I’d come up close to one of the maps now, close enough to see that it was the coastline nearby, the mouth of the river, the bridge to Seashell. In the corner, tiny, were the initials CRS.
“This is all your work? You drew this?’
“Most of them. I like maps.” Cass shrugged. He’d sat down on the bed now, elbows on knees, hands dropped between them. Casual pose, but he kept flexing and unflexing one hand.
I was waiting, at this moment, for The Pass. I wasn’t as experienced as everyone believed, but let’s face it. I was in his room. He was on the bed. But he was just sitting there, staring at his hand. Now we were both doing it. See Cass’s hand flex. See Cass’s hand unflex. Maybe I’d totally misread him. Maybe he was gay? But then I looked over and saw his eyes. Alert, intense, full of something that made my throat catch. Nope. Not gay. Besides, there was that kiss . . .
Another quick look in his eyes, and I had to turn away again, try to get back the thread of what we were talking about . . .
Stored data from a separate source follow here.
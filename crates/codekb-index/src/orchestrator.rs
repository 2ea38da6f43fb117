//! Per-file extraction driven by the parser registry.

use std::path::Path;

use crate::block::Block;
use crate::extract::decode_source;
use crate::history::HistoryProvider;
use crate::registry::ParserRegistry;

/// Where commit messages for extracted blocks come from.
pub struct HistorySource<'a, H> {
    pub provider: &'a H,
    pub commits: usize,
}

impl<H> Clone for HistorySource<'_, H> {
    fn clone(&self) -> Self {
        *self
    }
}

impl<H> Copy for HistorySource<'_, H> {}

/// Outcome of [`extract_blocks`].
#[derive(Debug, Default)]
pub struct ExtractReport {
    pub blocks: Vec<Block>,
    pub files_parsed: usize,
    pub files_skipped: usize,
    /// Relative paths of the skipped files, in input order.
    pub skipped_paths: Vec<String>,
    pub warnings: Vec<String>,
}

impl ExtractReport {
    fn skip(&mut self, rel_path: &str, message: String) {
        tracing::warn!("{message}");
        self.files_skipped += 1;
        self.skipped_paths.push(rel_path.to_string());
        self.warnings.push(message);
    }
}

/// Extract blocks from `files` (relative to `root`) in order.
///
/// Files without a registered extractor, or that cannot be read or parsed,
/// are skipped with a warning. Content that is not valid UTF-8 is decoded
/// lossily. Every block gets its file's relative path and, when `history` is
/// given, that file's recent commit messages.
pub async fn extract_blocks<H: HistoryProvider>(
    registry: &ParserRegistry,
    root: &Path,
    files: &[String],
    history: Option<HistorySource<'_, H>>,
) -> ExtractReport {
    let mut report = ExtractReport::default();

    for rel_path in files {
        let path = root.join(rel_path);
        let Some(extractor) = registry.resolve_path(&path) else {
            report.skip(rel_path, format!("no extractor registered for {rel_path}"));
            continue;
        };

        let bytes = match tokio::fs::read(&path).await {
            Ok(bytes) => bytes,
            Err(e) => {
                report.skip(rel_path, format!("failed to read {rel_path}: {e}"));
                continue;
            }
        };
        let source = decode_source(&bytes);
        let mut blocks = match extractor.parse_source(&source, &path.to_string_lossy()) {
            Ok(blocks) => blocks,
            Err(e) => {
                report.skip(rel_path, format!("failed to parse {rel_path}: {e}"));
                continue;
            }
        };

        let commits = match history {
            Some(h) => match h.provider.last_commit_messages(rel_path, h.commits).await {
                Ok(messages) => messages,
                Err(e) => {
                    tracing::debug!(file = %rel_path, "no commit history: {e}");
                    Vec::new()
                }
            },
            None => Vec::new(),
        };

        for block in &mut blocks {
            block.relative_path.clone_from(rel_path);
            block.commit_messages.clone_from(&commits);
        }

        tracing::debug!(
            file = %rel_path,
            extractor = extractor.name(),
            blocks = blocks.len(),
            "extracted"
        );
        report.files_parsed += 1;
        report.blocks.extend(blocks);
    }

    tracing::info!(
        files = report.files_parsed,
        skipped = report.files_skipped,
        blocks = report.blocks.len(),
        "extraction complete"
    );
    report
}
//! `SQLite` persistence for extracted blocks, their embeddings, and the
//! per-file content fingerprints used for change detection.

pub mod error;
mod sqlite;

pub use error::{Result, StoreError};
pub use sqlite::{BlockInsert, BlockStore, Fingerprint, StoreStats, StoredBlock};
This was ludicrous. I spent most of my time around boys. The island guys. Dad, Nic, Emory, Grandpa. The swim team. The largely male staff at Castle’s during the summer. I wasn’t some convent-educated virgin who fainted at the sight of facial hair.
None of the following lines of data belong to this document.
//! Grammar-aware extractor for Go sources (tree-sitter).

use tree_sitter::{Node, Parser};

use super::Extractor;
use crate::block::{Block, BlockKind};
use crate::error::{IndexError, Result};

#[derive(Debug, Default, Clone, Copy)]
pub struct GoExtractor;

struct WalkCtx<'a> {
    source: &'a str,
    lines: Vec<&'a str>,
    file_path: &'a str,
}

impl Extractor for GoExtractor {
    fn name(&self) -> &'static str {
        "go"
    }

    fn can_handle(&self, extension: &str) -> bool {
        extension == "go"
    }

    fn parse_source(&self, source: &str, file_path: &str) -> Result<Vec<Block>> {
        let language: tree_sitter::Language = tree_sitter_go::LANGUAGE.into();
        let mut parser = Parser::new();
        parser
            .set_language(&language)
            .map_err(|e| IndexError::Parse(format!("set_language failed: {e}")))?;

        let tree = parser
            .parse(source, None)
            .ok_or_else(|| IndexError::Parse(format!("parse failed for {file_path}")))?;

        let root = tree.root_node();
        if root.has_error() {
            tracing::debug!(file = file_path, "Go source has syntax errors, extracting what parsed");
        }

        let ctx = WalkCtx {
            source,
            lines: source.lines().collect(),
            file_path,
        };
        let mut blocks = Vec::new();
        walk(&ctx, &root, &mut blocks);
        Ok(blocks)
    }
}

/// Visit every named node in document order, emitting declarations.
fn walk(ctx: &WalkCtx<'_>, node: &Node, out: &mut Vec<Block>) {
    match node.kind() {
        "function_declaration" => {
            if let Some(name) = field_text(ctx, node, "name")
                && let Some(block) = make_block(ctx, node, BlockKind::Function, None)
            {
                out.push(block.with_method(name));
            }
        }
        "method_declaration" => {
            let receiver = receiver_type(ctx, node);
            if let Some(name) = field_text(ctx, node, "name")
                && let Some(mut block) = make_block(ctx, node, BlockKind::Method, receiver.clone())
            {
                if let Some(receiver) = &receiver {
                    block.raw_text = format!("// Method of {receiver}\n{}", block.raw_text);
                }
                out.push(block.with_method(name));
            }
        }
        "type_spec" => {
            let is_struct = node
                .child_by_field_name("type")
                .is_some_and(|t| t.kind() == "struct_type");
            if is_struct
                && let Some(name) = field_text(ctx, node, "name")
                && let Some(mut block) =
                    make_block(ctx, node, BlockKind::Struct, Some(name.to_string()))
            {
                block.raw_text = format!("// Type definition\n{}", block.raw_text);
                out.push(block);
            }
        }
        _ => {}
    }

    let child_count = u32::try_from(node.named_child_count()).unwrap_or(u32::MAX);
    for i in 0..child_count {
        let Some(child) = node.named_child(i) else {
            continue;
        };
        walk(ctx, &child, out);
    }
}

fn field_text<'a>(ctx: &WalkCtx<'a>, node: &Node, field: &str) -> Option<&'a str> {
    let source = ctx.source;
    node.child_by_field_name(field)
        .map(|n| &source[n.byte_range()])
}

/// Whole source lines covered by `node`.
fn make_block(
    ctx: &WalkCtx<'_>,
    node: &Node,
    kind: BlockKind,
    class_name: Option<String>,
) -> Option<Block> {
    let start = node.start_position().row;
    let end = node.end_position().row.min(ctx.lines.len().checked_sub(1)?);
    if start > end {
        return None;
    }
    let text = ctx.lines[start..=end].join("\n");
    Some(Block::new(ctx.file_path, kind, start + 1, end + 1, text).with_class(class_name))
}

/// Receiver type name of a method: `T` for both `(t T)` and `(t *T)`.
fn receiver_type(ctx: &WalkCtx<'_>, method: &Node) -> Option<String> {
    let params = method.child_by_field_name("receiver")?;
    let child_count = u32::try_from(params.named_child_count()).unwrap_or(u32::MAX);
    let decl = (0..child_count)
        .filter_map(|i| params.named_child(i))
        .find(|n| n.kind() == "parameter_declaration")?;

    let mut ty = decl.child_by_field_name("type")?;
    if ty.kind() == "pointer_type" {
        ty = ty.named_child(0)?;
    }
    if ty.kind() == "generic_type" {
        ty = ty.child_by_field_name("type")?;
    }
    (ty.kind() == "type_identifier").then(|| ctx.source[ty.byte_range()].to_string())
}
I cleared my throat, sat down on the bed next to him, tossed my hair back again, this time without endangering anyone. “So . . . what is it about maps? I mean—why do you like them?”
“Uh. Well, I’m not really good at putting this into words. I guess no one’s ever asked.” He paused, looked up at the ceiling as though the answer might be there. “I like the way you can represent the terrain of something curved or bumpy on a flat surface. I like the way you can chart all these different directions, so you can look at all the possibilities, from every angle. I like to just get in the car and pick an area, see if I can map it . . .” He shook his head, looked down. “It’s just kind of my weird thing, what I do when I need to think.”
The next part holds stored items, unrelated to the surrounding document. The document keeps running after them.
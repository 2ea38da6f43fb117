use std::fmt;

use serde::{Deserialize, Serialize};

use crate::error::{LlmError, Result};
use crate::http::{REQUEST_TIMEOUT, embedding_client};
use crate::provider::EmbeddingProvider;

pub const DEFAULT_BASE_URL: &str = "https://api.openai.com/v1";
pub const DEFAULT_MODEL: &str = "text-embedding-3-small";

/// Client for the OpenAI-compatible `/embeddings` endpoint.
#[derive(Clone)]
pub struct OpenAiEmbedder {
    client: reqwest::Client,
    api_key: String,
    base_url: String,
    model: String,
}

impl fmt::Debug for OpenAiEmbedder {
    fn fmt(&self, f: &mut fmt::Formatter<'_>) -> fmt::Result {
        f.debug_struct("OpenAiEmbedder")
            .field("client", &"<reqwest::Client>")
            .field("api_key", &"<redacted>")
            .field("base_url", &self.base_url)
            .field("model", &self.model)
            .finish()
    }
}

impl OpenAiEmbedder {
    /// Embedder using [`embedding_client`] with the default request timeout.
    ///
    /// # Errors
    ///
    /// Returns an error if the HTTP client cannot be built.
    pub fn new(api_key: String, mut base_url: String, model: String) -> Result<Self> {
        while base_url.ends_with('/') {
            base_url.pop();
        }
        Ok(Self {
            client: embedding_client(REQUEST_TIMEOUT)?,
            api_key,
            base_url,
            model,
        })
    }

    #[must_use]
    pub fn with_client(mut self, client: reqwest::Client) -> Self {
        self.client = client;
        self
    }

    #[must_use]
    pub fn model(&self) -> &str {
        &self.model
    }

    async fn request(&self, input: EmbeddingInput<'_>) -> Result<Vec<EmbeddingData>> {
        let body = EmbeddingRequest {
            input,
            model: &self.model,
        };

        let response = self
            .client
            .post(format!("{}/embeddings", self.base_url))
            .header("Authorization", format!("Bearer {}", self.api_key))
            .header("Content-Type", "application/json")
            .json(&body)
            .send()
            .await?;

        let status = response.status();
        let text = response.text().await.map_err(LlmError::Http)?;

        if status == reqwest::StatusCode::TOO_MANY_REQUESTS {
            tracing::warn!("OpenAI embedding API rate limited: {text}");
            return Err(LlmError::RateLimited);
        }
        if !status.is_success() {
            tracing::error!("OpenAI embedding API error {status}: {text}");
            return Err(LlmError::Status {
                status: status.as_u16(),
            });
        }

        let resp: EmbeddingResponse = serde_json::from_str(&text)?;
        if resp.data.is_empty() {
            return Err(LlmError::EmptyResponse { provider: "openai" });
        }
        Ok(resp.data)
    }
}

impl EmbeddingProvider for OpenAiEmbedder {
    async fn embed(&self, text: &str) -> Result<Vec<f32>> {
        let data = self.request(EmbeddingInput::Single(text)).await?;
        data.into_iter()
            .next()
            .map(|d| d.embedding)
            .ok_or(LlmError::EmptyResponse { provider: "openai" })
    }

    async fn embed_batch(&self, texts: &[String]) -> Result<Vec<Vec<f32>>> {
        if texts.is_empty() {
            return Ok(Vec::new());
        }

        let mut data = self.request(EmbeddingInput::Batch(texts)).await?;
        if data.len() != texts.len() {
            return Err(LlmError::Other(format!(
                "OpenAI returned {} embeddings for {} inputs",
                data.len(),
                texts.len()
            )));
        }
        data.sort_by_key(|d| d.index);
        Ok(data.into_iter().map(|d| d.embedding).collect())
    }

    fn name(&self) -> &'static str {
        "openai"
    }
}

#[derive(Serialize)]
#[serde(untagged)]
enum EmbeddingInput<'a> {
    Single(&'a str),
    Batch(&'a [String]),
}

#[derive(Serialize)]
struct EmbeddingRequest<'a> {
    input: EmbeddingInput<'a>,
    model: &'a str,
}

#[derive(Deserialize)]
struct EmbeddingResponse {
    data: Vec<EmbeddingData>,
}

#[derive(Deserialize)]
struct EmbeddingData {
    #[serde(default)]
    index: usize,
    embedding: Vec<f32>,
}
I glanced down at the map on my hand. So did Cass.
“You didn’t wash it off,” he said, smiling.
“It’s been a day and a half. You used a Sharpie. I’m not going to never wash this hand again or anything. Like you were the Pope or something.”
“I’m definitely not the Pope,” Cass said. Now he rested farther back on the bed, on his elbows, and looked up at me through his long lashes, very still. I edged a little closer.
He smelled so good, like beach towels, a pool in the sun. Sharply clean.
I was smelling him now? Also, I had not tried very hard to get the Sharpie off my hand. What was happening to me?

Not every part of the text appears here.